La Chhattisgarh Economic Offences Wing (EOW) et le Bureau anticorruption ont déposé lundi un acte d'accusation supplémentaire dans l'arnaque présumée à l'alcool. Il accuse Chaitanya Baghel, fils de l'ancien ministre en chef Bhupesh Baghel, d'avoir personnellement bénéficié de 200-250 crores de roupies entre 2019 et 2022, lorsque son père dirigeait l'État.
Selon l'agence, un syndicat de hauts fonctionnaires, de politiciens et d'officiels des accises a opéré un "département parallèle", vendant de l'alcool illégal et prélevant des commissions sur les ventes, entraînant une perte de 3 074 crores de roupies pour le trésor de l'État – potentiellement dépassant 3 500 crores de roupies après enquête supplémentaire. Chaitanya est accusé d'avoir servi de lien entre les fonctionnaires et le syndicat, y compris Anwar Dhebar, frère du maire de Raipur du Congrès Aijaz Dhebar.
Les enquêteurs affirment que Chaitanya a facilité le transfert des produits de l'arnaque collectés par l'équipe d'Anwar Dhebar vers les échelons supérieurs et a reçu sa part via des entreprises liées au suspect Trilok Singh Dhillon. Les fonds ont été prétendument acheminés vers des entreprises familiales et des projets immobiliers. Le communiqué de presse de l'agence déclare : « Les preuves de l'ampleur de l'arnaque indiquent que, outre la gestion de fonds à un niveau élevé, Chaitanya a personnellement reçu environ 200-250 crores de roupies. »
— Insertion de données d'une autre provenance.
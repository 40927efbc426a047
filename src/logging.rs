//! # Structured Logging
//!
//! Environment-aware tracing initialization. Safe to call more than once;
//! the first caller wins and later calls are no-ops, which matters when the
//! core is embedded in a host process that already installed a subscriber.

use std::sync::OnceLock;

use tracing_subscriber::{fmt, layer::SubscriberExt, util::SubscriberInitExt, EnvFilter, Layer};

static LOGGER_INITIALIZED: OnceLock<()> = OnceLock::new();

/// Initialize structured logging with environment-specific defaults.
pub fn init_structured_logging() {
    LOGGER_INITIALIZED.get_or_init(|| {
        let environment = get_environment();
        let log_level = get_log_level(&environment);

        let subscriber = tracing_subscriber::registry().with(
            fmt::layer()
                .with_target(true)
                .with_level(true)
                .with_filter(EnvFilter::new(log_level)),
        );

        // A host process may already have a global subscriber installed.
        if subscriber.try_init().is_err() {
            tracing::debug!("global tracing subscriber already initialized");
        }

        tracing::info!(environment = %environment, "structured logging initialized");
    });
}

fn get_environment() -> String {
    std::env::var("PLATEFLOW_ENV")
        .or_else(|_| std::env::var("APP_ENV"))
        .unwrap_or_else(|_| "development".to_string())
}

fn get_log_level(environment: &str) -> String {
    match environment {
        "production" => "info".to_string(),
        _ => "debug".to_string(),
    }
}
Chaitanya a été arrêté par la Directorate of Enforcement (ED) en juillet, qui enquête sur les aspects de blanchiment d'argent. Son avocat, Faisal Rizvi, a déclaré à The Indian Express : « L'EOW n'a aucune preuve. Ils montent un dossier basé sur les déclarations d'accusés en fuite dans l'affaire. » L'affaire porte sur des irrégularités dans la politique de l'alcool de l'État, où le syndicat a introduit de l'alcool de contrebande dans les magasins gouvernementaux et extorqué des commissions illégales.